En l’espèce, il faut vérifier si, avant son décès, le travailleur a eu connaissance que sa maladie pulmonaire avait une origine professionnelle. Il est vrai que certains documents médicaux indiquent un tel diagnostic, mais il faut cependant analyser dans quel contexte cette information a été inscrite. En 2000, une tomodensitométrie thoracique dénotait de très petites plaques pleurales calcifiées pouvant être en relation avec une amiantose. À la suite de cette investigation, le médecin qui a charge a dirigé le travailleur vers un pneumologue afin qu'il évalue « la possibilité d'une composante reliée à l'amiantose ». Ce dernier a indiqué que les petites plaques pleurales n'étaient pas responsables des symptômes du travailleur et de sa dyspnée et qu'il ne croyait pas qu'il pourrait avoir droit à une indemnité; il a retenu le diagnostic de maladie pulmonaire obstructive chronique. À ce moment, le travailleur ne pouvait considérer que ses problèmes pulmonaires étaient d'origine professionnelle. En 2005, le médecin qui a charge s'est de nouveau interrogé sur un possible lien entre ses emplois antérieurs et sa condition pulmonaire. De simples soupçons de la part du médecin qui a charge ne peuvent être suffisants pour être le point de départ de la computation du délai. Les mots alors employés, soit « il me semble qu'il pourrait exister un lien », ne peuvent suffire pour établir dans l'esprit du travailleur une possibilité de relation causale selon la règle des probabilités. Enfin, un autre médecin a indiqué dans une note faisant suite à une consultation de 2013, qu'il présentait une maladie pulmonaire «en partie secondaire à l'amiantose dans le passé». Toutefois, elle semblait se méprendre puisqu'en début de note, elle précisait uniquement que « le patient est connu pour une exposition à l'amiante ». Or, une exposition n'entraîne pas automatiquement la présence d'une amiantose et à aucun moment il n'y a eu d'examen confirmant ce diagnostic chez le travailleur.

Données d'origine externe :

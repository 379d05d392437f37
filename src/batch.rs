//! Batch operation coordinator.
//!
//! `Coordinator::start` launches one task per target (uncapped; the working
//! set is user-selected and the work is disk/network-bound) and streams
//! `BatchEvent`s back to the single-threaded event loop. Each unit reports
//! `TargetPending` before invoking the executor and exactly one terminal
//! `TargetDone` after; the unit that brings the completed count up to the
//! total also emits the one `BatchFinished` summary.
//!
//! The completed counter and append-only result log are the only state
//! shared between units. They live behind one mutex, held only for the
//! read-modify-write and the event sends, never across an executor call.
//!
//! Remove batches are all-or-nothing at admission: if any target is missing
//! the whole batch is rejected before any unit starts. Once admitted,
//! targets succeed or fail independently. There is no cancellation or
//! timeout for in-flight units.

use std::sync::{Arc, Mutex};

use tokio::sync::mpsc::UnboundedSender;
use tracing::{debug, warn};

use crate::error::{AppError, Result};
use crate::git::VcsExecutor;
use crate::models::{BatchEvent, BatchSummary, OpKind, OpResult};

/// State for one admitted batch, shared by its worker units.
struct BatchRun {
    kind: OpKind,
    total: usize,
    state: Mutex<BatchState>,
}

#[derive(Default)]
struct BatchState {
    completed: usize,
    results: Vec<OpResult>,
}

pub struct Coordinator<E> {
    executor: Arc<E>,
}

impl<E: VcsExecutor> Coordinator<E> {
    pub fn new(executor: Arc<E>) -> Self {
        Self { executor }
    }

    /// Admit and launch a batch. Events stream to `events`; this returns as
    /// soon as all units are spawned.
    ///
    /// Rejection (empty target set, or a missing target in a remove batch)
    /// happens before anything runs: no events are sent and the executor is
    /// never invoked.
    pub fn start(
        &self,
        kind: OpKind,
        targets: Vec<String>,
        events: UnboundedSender<BatchEvent>,
    ) -> Result<()> {
        if targets.is_empty() {
            return Err(AppError::InvalidTarget("no targets selected".to_string()));
        }

        if kind == OpKind::Remove {
            for target in &targets {
                if !self.executor.target_exists(target) {
                    warn!(target, "remove batch rejected, target missing");
                    return Err(AppError::NotFound(target.clone()));
                }
            }
        }

        let run = Arc::new(BatchRun {
            kind,
            total: targets.len(),
            state: Mutex::new(BatchState::default()),
        });
        debug!(kind = %kind, total = run.total, "batch admitted");

        for target in targets {
            let executor = Arc::clone(&self.executor);
            let run = Arc::clone(&run);
            let events = events.clone();

            tokio::spawn(async move {
                // Unit-local sequencing: Pending always precedes the
                // terminal outcome for this target.
                let _ = events.send(BatchEvent::TargetPending {
                    target: target.clone(),
                });

                let result = run_target(executor.as_ref(), run.kind, target).await;

                let mut state = run.state.lock().expect("batch state lock poisoned");
                state.completed += 1;
                state.results.push(result.clone());
                let summary = (state.completed == run.total).then(|| summarize(&state.results));

                let _ = events.send(BatchEvent::TargetDone { result });
                if let Some(summary) = summary {
                    debug!(succeeded = summary.succeeded, failed = summary.failed, "batch finished");
                    let _ = events.send(BatchEvent::BatchFinished { summary });
                }
            });
        }

        Ok(())
    }

    /// Run a single operation to completion and return its outcome
    /// directly, bypassing the streaming path. Used by the non-interactive
    /// single-clone and single-update commands.
    pub async fn run_single(&self, kind: OpKind, target: String) -> OpResult {
        run_target(self.executor.as_ref(), kind, target).await
    }
}

async fn run_target<E: VcsExecutor>(executor: &E, kind: OpKind, target: String) -> OpResult {
    let out = executor.run_op(kind, &target).await;

    if out.success {
        let message = match kind {
            OpKind::Clone => "Cloned successfully",
            OpKind::Update => "Updated successfully",
            OpKind::Remove => "Removed successfully",
        };
        OpResult {
            target,
            success: true,
            message: message.to_string(),
        }
    } else {
        let raw = out.error.unwrap_or_else(|| "Unknown error occurred".to_string());
        OpResult {
            target,
            success: false,
            message: classify_error(&raw),
        }
    }
}

fn summarize(results: &[OpResult]) -> BatchSummary {
    let succeeded = results.iter().filter(|r| r.success).count();
    BatchSummary {
        succeeded,
        failed: results.len() - succeeded,
    }
}

/// Map a raw git error onto a fixed vocabulary of common causes, falling
/// back to the raw message.
pub fn classify_error(raw: &str) -> String {
    if raw.contains("not a git repository") {
        "Not a git repository".to_string()
    } else if raw.contains("no such file or directory") || raw.contains("No such file or directory")
    {
        "Repository path not found".to_string()
    } else if raw.contains("Connection") || raw.contains("network") || raw.contains("Could not resolve")
    {
        "Network error - check connection".to_string()
    } else if raw.contains("Permission denied") {
        "Permission denied - check credentials".to_string()
    } else if raw.contains("Authentication failed") {
        "Authentication failed".to_string()
    } else {
        raw.to_string()
    }
}
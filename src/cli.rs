//! Non-interactive commands.
//!
//! `list`, `clone`, `update`, and `remove` reuse the same scanner, tree,
//! and batch coordinator as the interactive mode and print per-target
//! outcomes as they arrive, followed by the summary line. `init` writes
//! the configuration file.

use std::io::{BufRead, Write};
use std::path::Path;
use std::sync::Arc;

use tokio::sync::mpsc;

use crate::batch::Coordinator;
use crate::config::Config;
use crate::error::{AppError, Result};
use crate::git::Git;
use crate::models::{BatchEvent, BatchSummary, OpKind};
use crate::remote;
use crate::scanner::Scanner;

pub struct Runner {
    git: Arc<Git>,
    coordinator: Coordinator<Git>,
    scanner: Scanner,
}

impl Runner {
    pub fn new(config: &Config) -> Result<Self> {
        if !config.is_configured() {
            return Err(AppError::Config(
                "no codebases path configured; run `grove init <path>` first".to_string(),
            ));
        }
        let git = Arc::new(Git::new(&config.codebases_path));
        Ok(Self {
            coordinator: Coordinator::new(Arc::clone(&git)),
            git,
            scanner: Scanner::new(&config.codebases_path),
        })
    }

    /// Print every discovered entry, one per line, sorted by path.
    pub fn list(&self) -> Result<()> {
        let mut entries = self.scanner.scan()?;
        if entries.is_empty() {
            println!("No repositories found.");
            return Ok(());
        }
        entries.sort_by(|a, b| a.name.cmp(&b.name));
        for entry in entries {
            println!("{}", entry.name);
        }
        Ok(())
    }

    /// Clone one or more URLs. Validation happens up front so a typo in
    /// any URL stops the whole invocation before git runs.
    pub async fn clone(&self, urls: Vec<String>) -> Result<()> {
        if urls.is_empty() {
            return Err(AppError::InvalidUrl("no URLs provided".to_string()));
        }
        for url in &urls {
            remote::validate_url(url)?;
        }

        if let [url] = urls.as_slice() {
            println!("Cloning {} into {}...", url, remote::clone_path(url));
            let result = self.coordinator.run_single(OpKind::Clone, url.clone()).await;
            if !result.success {
                return Err(AppError::Executor(result.message));
            }
            println!("Clone completed successfully.");
            return Ok(());
        }

        self.run_batch(OpKind::Clone, urls).await
    }

    /// Update repositories by name.
    pub async fn update(&self, names: Vec<String>) -> Result<()> {
        if names.is_empty() {
            return Err(AppError::InvalidTarget("no repositories specified".to_string()));
        }
        for name in &names {
            if !self.git.is_repository(name) {
                return Err(AppError::InvalidTarget(name.clone()));
            }
        }

        if let [name] = names.as_slice() {
            println!("Updating {}...", name);
            let result = self.coordinator.run_single(OpKind::Update, name.clone()).await;
            if !result.success {
                return Err(AppError::Executor(result.message));
            }
            println!("Update completed successfully.");
            return Ok(());
        }

        self.run_batch(OpKind::Update, names).await
    }

    /// Remove repositories by name, prompting unless `force` is set.
    /// Existence of every target is checked before anything is deleted.
    pub async fn remove(&self, names: Vec<String>, force: bool) -> Result<()> {
        if names.is_empty() {
            return Err(AppError::InvalidTarget("no repositories specified".to_string()));
        }
        for name in &names {
            if !self.git.path_exists(name) {
                return Err(AppError::NotFound(name.clone()));
            }
        }

        if !force {
            println!("About to remove:");
            for name in &names {
                println!("  - {}", name);
            }
            print!("\nThis action cannot be undone. Continue? [y/N] ");
            std::io::stdout().flush()?;

            let mut input = String::new();
            std::io::stdin().lock().read_line(&mut input)?;
            if input.trim().to_lowercase() != "y" {
                println!("Remove cancelled.");
                return Ok(());
            }
        }

        self.run_batch(OpKind::Remove, names).await
    }

    /// Stream a batch to stdout and fail the invocation when any target
    /// failed.
    async fn run_batch(&self, kind: OpKind, targets: Vec<String>) -> Result<()> {
        let (tx, mut rx) = mpsc::unbounded_channel();
        self.coordinator.start(kind, targets, tx)?;

        let mut summary: Option<BatchSummary> = None;
        while let Some(event) = rx.recv().await {
            match event {
                BatchEvent::TargetPending { .. } => {}
                BatchEvent::TargetDone { result } => {
                    if result.success {
                        println!("✓ {}: {}", result.target, result.message);
                    } else {
                        println!("✗ {}: {}", result.target, result.message);
                    }
                }
                BatchEvent::BatchFinished { summary: s } => {
                    summary = Some(s);
                    break;
                }
            }
        }

        let summary = summary
            .ok_or_else(|| AppError::Executor("batch ended without a summary".to_string()))?;
        println!("Summary: {} succeeded, {} failed", summary.succeeded, summary.failed);

        if summary.failed > 0 {
            return Err(AppError::Executor(format!(
                "{} operations failed",
                summary.failed
            )));
        }
        Ok(())
    }
}

/// Create the configuration file pointing at `path`, creating the
/// directory when needed.
pub fn init(path: &Path) -> Result<()> {
    std::fs::create_dir_all(path)?;
    let canonical = std::fs::canonicalize(path)?;

    let config = Config {
        codebases_path: canonical.to_string_lossy().to_string(),
        config_path: None,
    };
    config.save()?;

    println!("Codebases path set to {}", canonical.display());
    Ok(())
}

La computation du délai peut débuter uniquement lorsqu'un diagnostic de maladie est posé. C'est d'ailleurs l'une des conditions nécessaires pour bénéficier des indemnités prévues à la Loi puisque la définition de « maladie professionnelle » prévue à son article 2 comprend tout d'abord la présence d'une maladie. En l'absence d'un diagnostic d'amiantose, ce n'est que lorsque le diagnostic de cancer pulmonaire a été confirmé que la computation du délai pouvait, au plus tôt, débuter. En l'espèce, le travailleur n'a pas pu avoir connaissance de l'existence même de son cancer du poumon avant mai 2015 et, sans son témoignage, le Tribunal ne peut supposer l'existence de sa connaissance d'une possible origine professionnelle de ce cancer, sans éléments objectifs sur lesquels s'appuyer. La computation du délai n'a pas pu débuter de son vivant.